O presidente da Câmara, Arthur Lira (PP-AL), não consultou o ex-presidente Jair Bolsonaro sobre criar uma comissão especial para debater o projeto de lei que pode anistiar as penas dos condenados pelos atos do 8 de janeiro. Nesta terça (29), Bolsonaro esteve em Brasília para defender o projeto e foi pego de surpresa.
Na prática, Lira tirou a tramitação do texto da Comissão de Constituição e Justiça, dominada por deputados bolsonaristas, e mandou de volta à estaca zero.
Tudo foi combinado na noite de segunda-feira (28) entre Lira e Valdemar da Costa Neto, presidente do PL, sem avisar Bolsonaro.

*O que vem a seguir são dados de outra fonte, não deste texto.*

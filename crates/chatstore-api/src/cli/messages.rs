//! Message listing, search, and lookup commands.

use anyhow::{Result, bail};
use comfy_table::{Cell, Color, ContentArrangement, Table, presets};
use console::style;

use chatstore_core::repository::ChatStorageRepository;
use chatstore_types::chat::{Message, MessageFilter};

use super::{MessageArgs, preview};
use crate::state::AppState;

pub async fn list_messages(state: &AppState, args: MessageArgs, json: bool) -> Result<()> {
    let is_from_me = match (args.from_me, args.from_others) {
        (true, _) => Some(true),
        (false, true) => Some(false),
        (false, false) => None,
    };
    let filter = MessageFilter {
        chat_jid: args.chat,
        start_time: args.since,
        end_time: args.until,
        media_only: args.media_only,
        is_from_me,
        limit: Some(args.limit),
    };
    let messages = state.storage.get_messages(&filter).await?;
    render_messages(&messages, json)
}

pub async fn search(state: &AppState, chat: &str, text: &str, limit: u32, json: bool) -> Result<()> {
    if text.is_empty() {
        bail!("Search text must not be empty");
    }
    let messages = state.storage.search_messages(chat, text, limit).await?;
    render_messages(&messages, json)
}

pub async fn show_message(state: &AppState, id: &str, json: bool) -> Result<()> {
    let Some(message) = state.storage.get_message_by_id(id).await? else {
        bail!("Message '{id}' not found");
    };

    if json {
        println!("{}", serde_json::to_string_pretty(&message)?);
        return Ok(());
    }

    println!();
    println!("  {} {}", style("Message").bold(), style(&message.id).cyan());
    println!("  Chat:      {}", message.chat_jid);
    println!("  Sender:    {}", message.sender);
    println!("  Time:      {}", message.timestamp.to_rfc3339());
    println!("  From me:   {}", message.is_from_me);
    if message.has_media() {
        println!("  Media:     {}", style(&message.media_type).yellow());
        if !message.filename.is_empty() {
            println!("  File:      {}", message.filename);
        }
        if message.file_length > 0 {
            println!("  Size:      {} bytes", message.file_length);
        }
        if !message.url.is_empty() {
            println!("  URL:       {}", style(&message.url).dim());
        }
    }
    if !message.content.is_empty() {
        println!();
        for line in message.content.lines() {
            println!("    {line}");
        }
    }
    println!();
    Ok(())
}

fn render_messages(messages: &[Message], json: bool) -> Result<()> {
    if json {
        println!("{}", serde_json::to_string_pretty(messages)?);
        return Ok(());
    }

    if messages.is_empty() {
        println!();
        println!("  {} No messages found.", style("i").blue().bold());
        println!();
        return Ok(());
    }

    let mut table = Table::new();
    table.load_preset(presets::UTF8_FULL_CONDENSED);
    table.set_content_arrangement(ContentArrangement::Dynamic);
    table.set_header(vec![
        Cell::new("Time").fg(Color::White),
        Cell::new("Chat").fg(Color::White),
        Cell::new("Sender").fg(Color::White),
        Cell::new("Content").fg(Color::White),
        Cell::new("Media").fg(Color::White),
    ]);

    for message in messages {
        let sender = if message.is_from_me {
            Cell::new("me").fg(Color::Green)
        } else {
            Cell::new(&message.sender)
        };
        table.add_row(vec![
            Cell::new(message.timestamp.format("%Y-%m-%d %H:%M:%S").to_string()),
            Cell::new(&message.chat_jid).fg(Color::Cyan),
            sender,
            Cell::new(preview(&message.content, 60)),
            Cell::new(&message.media_type).fg(Color::Yellow),
        ]);
    }

    println!();
    println!("{table}");
    println!();
    Ok(())
}
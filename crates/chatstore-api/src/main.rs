//! chatstore operator CLI entry point.
//!
//! Binary name: `chatstore`
//!
//! Parses CLI arguments, opens chat storage (running pending migrations),
//! then dispatches to the command handler.

mod cli;
mod state;

use clap::Parser;
use chatstore_observe::tracing_setup::{TracingOptions, init_tracing, shutdown_tracing};

use cli::{Cli, Commands};
use state::AppState;

#[tokio::main]
async fn main() -> anyhow::Result<()> {
    let cli = Cli::parse();

    let mut tracing_options = TracingOptions::from_verbosity(cli.verbose, cli.log_json);
    tracing_options.otel = cli.otel;
    if let Err(e) = init_tracing(tracing_options) {
        eprintln!("Warning: tracing setup failed: {e}");
    }

    let result = run(cli).await;
    shutdown_tracing();
    result
}

async fn run(cli: Cli) -> anyhow::Result<()> {
    let state = AppState::init(cli.db.clone()).await?;

    match cli.command {
        Commands::Migrate => cli::maintenance::migrate(&state, cli.json),
        Commands::Stats => cli::maintenance::stats(&state, cli.json).await,
        Commands::Chats(args) => cli::chats::list_chats(&state, args, cli.json).await,
        Commands::DeleteChat { jid, yes } => {
            cli::chats::delete_chat(&state, &jid, yes, cli.json).await
        }
        Commands::Messages(args) => cli::messages::list_messages(&state, args, cli.json).await,
        Commands::Search { chat, text, limit } => {
            cli::messages::search(&state, &chat, &text, limit, cli.json).await
        }
        Commands::Show { id } => cli::messages::show_message(&state, &id, cli.json).await,
        Commands::Truncate { yes } => cli::maintenance::truncate(&state, yes, cli.json).await,
    }
}
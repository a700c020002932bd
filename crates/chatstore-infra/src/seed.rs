//! Default admin credential generation.
//!
//! On first start the store creates one `admin` user so the REST layer has
//! something to authenticate against. The password is random and shown
//! once; only its Argon2id PHC hash is persisted.

use argon2::password_hash::rand_core::{OsRng, RngCore};
use argon2::password_hash::{PasswordHasher, SaltString};
use argon2::Argon2;
use base64::Engine;
use base64::engine::general_purpose::URL_SAFE_NO_PAD;

pub const DEFAULT_ADMIN_USERNAME: &str = "admin";
pub const DEFAULT_ADMIN_ROLE: &str = "admin";

/// Random bytes behind a generated password.
const PASSWORD_BYTES: usize = 16;

/// A freshly generated credential. `password` is the plaintext to hand to
/// the operator; `password_hash` is what gets stored.
pub struct AdminCredential {
    pub username: &'static str,
    pub role: &'static str,
    pub password: String,
    pub password_hash: String,
}

impl std::fmt::Debug for AdminCredential {
    fn fmt(&self, f: &mut std::fmt::Formatter<'_>) -> std::fmt::Result {
        f.debug_struct("AdminCredential")
            .field("username", &self.username)
            .field("role", &self.role)
            .field("password", &"[REDACTED]")
            .finish()
    }
}

/// Generate a random admin password and its Argon2id hash.
pub fn generate_admin_credential() -> Result<AdminCredential, argon2::password_hash::Error> {
    let mut raw = [0u8; PASSWORD_BYTES];
    OsRng.fill_bytes(&mut raw);
    let password = URL_SAFE_NO_PAD.encode(raw);

    let salt = SaltString::generate(&mut OsRng);
    let password_hash = Argon2::default()
        .hash_password(password.as_bytes(), &salt)?
        .to_string();

    Ok(AdminCredential {
        username: DEFAULT_ADMIN_USERNAME,
        role: DEFAULT_ADMIN_ROLE,
        password,
        password_hash,
    })
}
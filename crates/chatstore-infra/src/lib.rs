//! Infrastructure layer for chatstore.
//!
//! Implements the `ChatStorageRepository` contract from `chatstore-core`
//! twice (an embedded SQLite backend and a PostgreSQL backend), plus the
//! versioned schema migrations, backend selection, configuration loading,
//! and the default admin credential seed.

pub mod config;
pub mod error;
pub mod migration;
pub mod postgres;
pub mod query;
pub mod seed;
pub mod sqlite;
pub mod storage;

Valdemar negociou com Lira espaço na mesa diretora da Câmara para o partido, caso Hugo Motta (Republicanos-PB) seja eleito para o comando da Casa em fevereiro de 2025.
A presidente da CCJ, Caroline de Toni (PL-SC), só foi informada da decisão de Lira na manhã desta terça-feira (29), horas antes do início da sessão que votaria o projeto.
Bolsonaro teve que engolir a decisão de Lira, mesmo contrariado. Faltou força política, disse um parlamentar ao Bastidor. Já o presidente da Câmara, em dobradinha com Valdemar, conquistou o apoio da bancada do PL para Motta.
Há, contudo, um clima de indignação entre deputados da oposição. Um deles disse ao Bastidor que o cenário só muda se Antônio Brito (PSD-BA), que também disputa o comando da Câmara, garantir que pautará o projeto de anistia em caso de vitória. Caso contrário, a tendência é mesmo o voto em Motta.